*Supplied material*:
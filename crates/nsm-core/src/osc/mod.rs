//! Open Sound Control messages
//!
//! The session manager speaks OSC 1.0 over UDP. Only plain messages are
//! exchanged; bundles never appear in the NSM protocol.

mod codec;

pub use codec::{decode, encode};

use std::fmt;

/// A single typed OSC argument
#[derive(Debug, Clone, PartialEq)]
pub enum OscArg {
    Int(i32),
    Float(f32),
    Str(String),
    Long(i64),
    Double(f64),
    Bool(bool),
    Nil,
}

impl OscArg {
    /// OSC type tag character
    pub fn type_tag(&self) -> char {
        match self {
            OscArg::Int(_) => 'i',
            OscArg::Float(_) => 'f',
            OscArg::Str(_) => 's',
            OscArg::Long(_) => 'h',
            OscArg::Double(_) => 'd',
            OscArg::Bool(true) => 'T',
            OscArg::Bool(false) => 'F',
            OscArg::Nil => 'N',
        }
    }

    pub fn as_str(&self) -> Option<&str> {
        match self {
            OscArg::Str(s) => Some(s),
            _ => None,
        }
    }

    /// Integer value; 64-bit values are accepted when they fit
    pub fn as_int(&self) -> Option<i32> {
        match self {
            OscArg::Int(v) => Some(*v),
            OscArg::Long(v) => i32::try_from(*v).ok(),
            _ => None,
        }
    }
}

impl fmt::Display for OscArg {
    fn fmt(&self, f: &mut fmt::Formatter<'_>) -> fmt::Result {
        match self {
            OscArg::Int(v) => write!(f, "{}", v),
            OscArg::Float(v) => write!(f, "{}", v),
            OscArg::Str(s) => write!(f, "{:?}", s),
            OscArg::Long(v) => write!(f, "{}", v),
            OscArg::Double(v) => write!(f, "{}", v),
            OscArg::Bool(v) => write!(f, "{}", v),
            OscArg::Nil => f.write_str("nil"),
        }
    }
}

impl From<i32> for OscArg {
    fn from(v: i32) -> Self {
        OscArg::Int(v)
    }
}

impl From<f32> for OscArg {
    fn from(v: f32) -> Self {
        OscArg::Float(v)
    }
}

impl From<&str> for OscArg {
    fn from(s: &str) -> Self {
        OscArg::Str(s.to_string())
    }
}

impl From<String> for OscArg {
    fn from(s: String) -> Self {
        OscArg::Str(s)
    }
}

/// An addressed OSC message
#[derive(Debug, Clone, PartialEq)]
pub struct OscMessage {
    pub address: String,
    pub args: Vec<OscArg>,
}

impl OscMessage {
    pub fn new(address: impl Into<String>) -> Self {
        Self {
            address: address.into(),
            args: Vec::new(),
        }
    }

    pub fn with_arg(mut self, arg: impl Into<OscArg>) -> Self {
        self.args.push(arg.into());
        self
    }

    /// Type tag string without the leading comma, e.g. `"sis"`
    pub fn type_tags(&self) -> String {
        self.args.iter().map(OscArg::type_tag).collect()
    }

    pub fn str_arg(&self, index: usize) -> Option<&str> {
        self.args.get(index).and_then(OscArg::as_str)
    }

    pub fn int_arg(&self, index: usize) -> Option<i32> {
        self.args.get(index).and_then(OscArg::as_int)
    }
}

impl fmt::Display for OscMessage {
    fn fmt(&self, f: &mut fmt::Formatter<'_>) -> fmt::Result {
        write!(f, "{} ,{}", self.address, self.type_tags())?;
        for arg in &self.args {
            write!(f, " {}", arg)?;
        }
        Ok(())
    }
}

#[cfg(test)]
mod tests {
    use super::*;

    #[test]
    fn test_message_builder() {
        let msg = OscMessage::new("/error")
            .with_arg("/nsm/client/open")
            .with_arg(-1)
            .with_arg("failed");

        assert_eq!(msg.type_tags(), "sis");
        assert_eq!(msg.str_arg(0), Some("/nsm/client/open"));
        assert_eq!(msg.int_arg(1), Some(-1));
        assert_eq!(msg.int_arg(0), None);
        assert_eq!(msg.str_arg(3), None);
    }

    #[test]
    fn test_long_arg_as_int() {
        assert_eq!(OscArg::Long(-2).as_int(), Some(-2));
        assert_eq!(OscArg::Long(i64::MAX).as_int(), None);
    }

    #[test]
    fn test_display() {
        let msg = OscMessage::new("/nsm/client/progress").with_arg(0.5f32);
        assert_eq!(msg.to_string(), "/nsm/client/progress ,f 0.5");
    }
}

*Try it*:
The data above should be output exactly, with each line intact.

*Solution for this task*:
filename crates/nsm-core/src/osc/mod.rs
//! Open Sound Control messages
//!
//! The session manager speaks OSC 1.0 over UDP. Only plain messages are
//! exchanged; bundles never appear in the NSM protocol.

mod codec;

pub use codec::{decode, encode};

use std::fmt;

/// A single typed OSC argument
#[derive(Debug, Clone, PartialEq)]
pub enum OscArg {
    Int(i32),
    Float(f32),
    Str(String),
    Long(i64),
    Double(f64),
    Bool(bool),
    Nil,
}

impl OscArg {
    /// OSC type tag character
    pub fn type_tag(&self) -> char {
        match self {
            OscArg::Int(_) => 'i',
            OscArg::Float(_) => 'f',
            OscArg::Str(_) => 's',
            OscArg::Long(_) => 'h',
            OscArg::Double(_) => 'd',
            OscArg::Bool(true) => 'T',
            OscArg::Bool(false) => 'F',
            OscArg::Nil => 'N',
        }
    }

    pub fn as_str(&self) -> Option<&str> {
        match self {
            OscArg::Str(s) => Some(s),
            _ => None,
        }
    }

    /// Integer value; 64-bit values are accepted when they fit
    pub fn as_int(&self) -> Option<i32> {
        match self {
            OscArg::Int(v) => Some(*v),
            OscArg::Long(v) => i32::try_from(*v).ok(),
            _ => None,
        }
    }
}

impl fmt::Display for OscArg {
    fn fmt(&self, f: &mut fmt::Formatter<'_>) -> fmt::Result {
        match self {
            OscArg::Int(v) => write!(f, "{}", v),
            OscArg::Float(v) => write!(f, "{}", v),
            OscArg::Str(s) => write!(f, "{:?}", s),
            OscArg::Long(v) => write!(f, "{}", v),
            OscArg::Double(v) => write!(f, "{}", v),
            OscArg::Bool(v) => write!(f, "{}", v),
            OscArg::Nil => f.write_str("nil"),
        }
    }
}

impl From<i32> for OscArg {
    fn from(v: i32) -> Self {
        OscArg::Int(v)
    }
}

impl From<f32> for OscArg {
    fn from(v: f32) -> Self {
        OscArg::Float(v)
    }
}

impl From<&str> for OscArg {
    fn from(s: &str) -> Self {
        OscArg::Str(s.to_string())
    }
}

impl From<String> for OscArg {
    fn from(s: String) -> Self {
        OscArg::Str(s)
    }
}

/// An addressed OSC message
#[derive(Debug, Clone, PartialEq)]
pub struct OscMessage {
    pub address: String,
    pub args: Vec<OscArg>,
}

impl OscMessage {
    pub fn new(address: impl Into<String>) -> Self {
        Self {
            address: address.into(),
            args: Vec::new(),
        }
    }

    pub fn with_arg(mut self, arg: impl Into<OscArg>) -> Self {
        self.args.push(arg.into());
        self
    }

    /// Type tag string without the leading comma, e.g. `"sis"`
    pub fn type_tags(&self) -> String {
        self.args.iter().map(OscArg::type_tag).collect()
    }

    pub fn str_arg(&self, index: usize) -> Option<&str> {
        self.args.get(index).and_then(OscArg::as_str)
    }

    pub fn int_arg(&self, index: usize) -> Option<i32> {
        self.args.get(index).and_then(OscArg::as_int)
    }
}

impl fmt::Display for OscMessage {
    fn fmt(&self, f: &mut fmt::Formatter<'_>) -> fmt::Result {
        write!(f, "{} ,{}", self.address, self.type_tags())?;
        for arg in &self.args {
            write!(f, " {}", arg)?;
        }
        Ok(())
    }
}

#[cfg(test)]
mod tests {
    use super::*;

    #[test]
    fn test_message_builder() {
        let msg = OscMessage::new("/error")
            .with_arg("/nsm/client/open")
            .with_arg(-1)
            .with_arg("failed");

        assert_eq!(msg.type_tags(), "sis");
        assert_eq!(msg.str_arg(0), Some("/nsm/client/open"));
        assert_eq!(msg.int_arg(1), Some(-1));
        assert_eq!(msg.int_arg(0), None);
        assert_eq!(msg.str_arg(3), None);
    }

    #[test]
    fn test_long_arg_as_int() {
        assert_eq!(OscArg::Long(-2).as_int(), Some(-2));
        assert_eq!(OscArg::Long(i64::MAX).as_int(), None);
    }

    #[test]
    fn test_display() {
        let msg = OscMessage::new("/nsm/client/progress").with_arg(0.5f32);
        assert_eq!(msg.to_string(), "/nsm/client/progress ,f 0.5");
    }
}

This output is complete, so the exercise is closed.